In my opinion, the first step for acknowledging your own fashion is "acceptance". Sometimes, I feel left out because I do not really dress similar to what my friends or acquaintances wear. And that's completely okay!
We all have our tastes. I am usually a "people pleaser", so I have always tried to adapt to current trends rather than wearing what makes me feel happy. And I am going to change that about myself by recognizing my passions and interests.
I feel like I am into more comfy or oversized clothes. I do not like wear very form fitting clothes and they give me less room to breathe especially when I am working long hours and commuting long hours again, as a teacher. I personally find them impractical and I will only be w2earing tight clothes out of need - like to change up my everyday clothing or because I find them more appropriate for the occasion.
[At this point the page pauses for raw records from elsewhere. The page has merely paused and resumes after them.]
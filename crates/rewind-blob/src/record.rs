//! On-disk record format.
//!
//! # File Layout
//!
//! ```text
//! ┌──────────────────────────────────────────────────────────────────┐
//! │  header: b"RWNDBLB1" (8 bytes)                                    │
//! ├──────────────────────────────────────────────────────────────────┤
//! │  record*                                                          │
//! └──────────────────────────────────────────────────────────────────┘
//!
//! record := 0x00                                     null
//!         | 0x01 len:u32 bytes[len]                  raw
//!         | 0x02 base:u64 len:u32 delta[len]         diff against `base`
//!         | 0x03 len:u32 zlib[len]                   compressed
//!         | tag(>=0x10) len:u32 payload[len]         frame (outer layers)
//! ```
//!
//! All integers are little-endian. A diff's `base` is the absolute offset
//! of an earlier record, so chains always point backwards and cannot cycle.

use std::io::{self, Read, Write};

use byteorder::{LittleEndian, ReadBytesExt, WriteBytesExt};

use crate::{BlobError, BlobResult};

/// Magic bytes at the start of every store file.
pub const HEADER: &[u8; 8] = b"RWNDBLB1";

/// Offset of the first record.
pub const FIRST_RECORD: u64 = HEADER.len() as u64;

pub const TAG_NULL: u8 = 0x00;
pub const TAG_RAW: u8 = 0x01;
pub const TAG_DIFF: u8 = 0x02;
pub const TAG_COMPRESSED: u8 = 0x03;

/// Lowest tag available to frames written by outer layers.
pub const FIRST_FRAME_TAG: u8 = 0x10;

/// Encoding of a blob record, as seen without reading its payload.
#[derive(Debug, Clone, Copy, PartialEq, Eq, Hash)]
pub enum BlobKind {
    Null,
    Raw,
    Diff { base: u64 },
    Compressed,
}

/// Fixed-size part of a record.
#[derive(Debug, Clone, Copy, PartialEq, Eq)]
pub(crate) enum RecordHeader {
    Blob { kind: BlobKind, payload_len: u32 },
    Frame { tag: u8, payload_len: u32 },
}

impl RecordHeader {
    pub(crate) const fn payload_len(self) -> u32 {
        match self {
            Self::Blob { payload_len, .. } | Self::Frame { payload_len, .. } => payload_len,
        }
    }
}

/// Map an unexpected EOF to a truncation error at `offset`.
pub(crate) fn truncated_at(offset: u64) -> impl Fn(io::Error) -> BlobError {
    move |e| {
        if e.kind() == io::ErrorKind::UnexpectedEof {
            BlobError::Truncated { offset }
        } else {
            BlobError::Io(e)
        }
    }
}

/// Read the header of the record starting at `offset`.
pub(crate) fn read_header<R: Read>(reader: &mut R, offset: u64) -> BlobResult<RecordHeader> {
    let eof = truncated_at(offset);
    let tag = reader.read_u8().map_err(&eof)?;
    Ok(match tag {
        TAG_NULL => RecordHeader::Blob {
            kind: BlobKind::Null,
            payload_len: 0,
        },
        TAG_RAW => RecordHeader::Blob {
            kind: BlobKind::Raw,
            payload_len: reader.read_u32::<LittleEndian>().map_err(&eof)?,
        },
        TAG_DIFF => {
            let base = reader.read_u64::<LittleEndian>().map_err(&eof)?;
            if base >= offset || base < FIRST_RECORD {
                return Err(BlobError::Corrupt {
                    offset,
                    reason: format!("diff base {base} does not precede the record"),
                });
            }
            RecordHeader::Blob {
                kind: BlobKind::Diff { base },
                payload_len: reader.read_u32::<LittleEndian>().map_err(&eof)?,
            }
        }
        TAG_COMPRESSED => RecordHeader::Blob {
            kind: BlobKind::Compressed,
            payload_len: reader.read_u32::<LittleEndian>().map_err(&eof)?,
        },
        tag if tag >= FIRST_FRAME_TAG => RecordHeader::Frame {
            tag,
            payload_len: reader.read_u32::<LittleEndian>().map_err(&eof)?,
        },
        tag => return Err(BlobError::UnknownTag { offset, tag }),
    })
}

/// Serialize a blob record into `out`.
pub(crate) fn encode_blob(out: &mut Vec<u8>, kind: BlobKind, payload: &[u8]) -> BlobResult<()> {
    let len = payload_len(payload)?;
    match kind {
        BlobKind::Null => out.write_u8(TAG_NULL)?,
        BlobKind::Raw => {
            out.write_u8(TAG_RAW)?;
            out.write_u32::<LittleEndian>(len)?;
        }
        BlobKind::Diff { base } => {
            out.write_u8(TAG_DIFF)?;
            out.write_u64::<LittleEndian>(base)?;
            out.write_u32::<LittleEndian>(len)?;
        }
        BlobKind::Compressed => {
            out.write_u8(TAG_COMPRESSED)?;
            out.write_u32::<LittleEndian>(len)?;
        }
    }
    out.write_all(payload)?;
    Ok(())
}

/// Serialize a frame record into `out`.
pub(crate) fn encode_frame(out: &mut Vec<u8>, tag: u8, payload: &[u8]) -> BlobResult<()> {
    if tag < FIRST_FRAME_TAG {
        return Err(BlobError::InvalidFrameTag(tag));
    }
    out.write_u8(tag)?;
    out.write_u32::<LittleEndian>(payload_len(payload)?)?;
    out.write_all(payload)?;
    Ok(())
}

fn payload_len(payload: &[u8]) -> BlobResult<u32> {
    u32::try_from(payload.len()).map_err(|_| {
        BlobError::Io(io::Error::new(
            io::ErrorKind::InvalidInput,
            "payload larger than 4 GiB",
        ))
    })
}

/// Total encoded size of a record with the given header.
pub(crate) const fn record_len(header: RecordHeader) -> u64 {
    let fixed = match header {
        RecordHeader::Blob {
            kind: BlobKind::Null,
            ..
        } => 1,
        RecordHeader::Blob {
            kind: BlobKind::Diff { .. },
            ..
        } => 1 + 8 + 4,
        RecordHeader::Blob { .. } | RecordHeader::Frame { .. } => 1 + 4,
    };
    fixed + header.payload_len() as u64
}

#[cfg(test)]
mod tests {
    use super::*;

    #[test]
    fn test_diff_layout() {
        let mut out = Vec::new();
        encode_blob(&mut out, BlobKind::Diff { base: 8 }, &[0xaa, 0xbb]).unwrap();
        assert_eq!(
            out,
            vec![TAG_DIFF, 8, 0, 0, 0, 0, 0, 0, 0, 2, 0, 0, 0, 0xaa, 0xbb]
        );

        let header = read_header(&mut out.as_slice(), 100).unwrap();
        assert_eq!(
            header,
            RecordHeader::Blob {
                kind: BlobKind::Diff { base: 8 },
                payload_len: 2
            }
        );
        assert_eq!(record_len(header), out.len() as u64);
    }

    #[test]
    fn test_diff_must_point_backwards() {
        let mut out = Vec::new();
        encode_blob(&mut out, BlobKind::Diff { base: 50 }, &[]).unwrap();
        assert!(matches!(
            read_header(&mut out.as_slice(), 50),
            Err(BlobError::Corrupt { offset: 50, .. })
        ));
    }

    #[test]
    fn test_unknown_tag() {
        assert!(matches!(
            read_header(&mut [0x07u8].as_slice(), 9),
            Err(BlobError::UnknownTag { offset: 9, tag: 0x07 })
        ));
    }

    #[test]
    fn test_truncated_header() {
        assert!(matches!(
            read_header(&mut [TAG_RAW, 1].as_slice(), 12),
            Err(BlobError::Truncated { offset: 12 })
        ));
    }

    #[test]
    fn test_frame_tag_range() {
        let mut out = Vec::new();
        assert!(matches!(
            encode_frame(&mut out, TAG_COMPRESSED, b""),
            Err(BlobError::InvalidFrameTag(TAG_COMPRESSED))
        ));
        encode_frame(&mut out, 0x10, b"abc").unwrap();
        assert_eq!(out, vec![0x10, 3, 0, 0, 0, b'a', b'b', b'c']);
    }
}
Here are some things which uplift my mood:
Oversized lace dresses in color black (my to-go outfit especially during periods)
Sundresses - I love wearing a cute sundress in all seasons. In winter, I usually wear them with a knit cardigan or layer a shirt underneath them. They make me happy
Flowy satin/silk blouse with wide leg pants - I usually don't like to wear pants until I tried wide leg pants. They are flowy and I really like wearing them. They are easy to move around in as well
Flowy blouse with miniskirt and tights - it's a cute feminine combination. Nothing against it really
My to go comfy outfit is shorts with an oversized tee or a long dress with tights. I really like wearing them at home. I also enjoy cozy pj sets
For gym, I just prefer my tennis skirt with oversized tee OR shorts with oversized tee
My to go winter outfit is sweater with jeans or a knit cardigan with dress
I love OVERSIZED BLAZERS
Hair bows - I find bows cute and they make my day
Headbands - they are my jam. I DO NOT CARE ABOUT MY AGEEEE !!!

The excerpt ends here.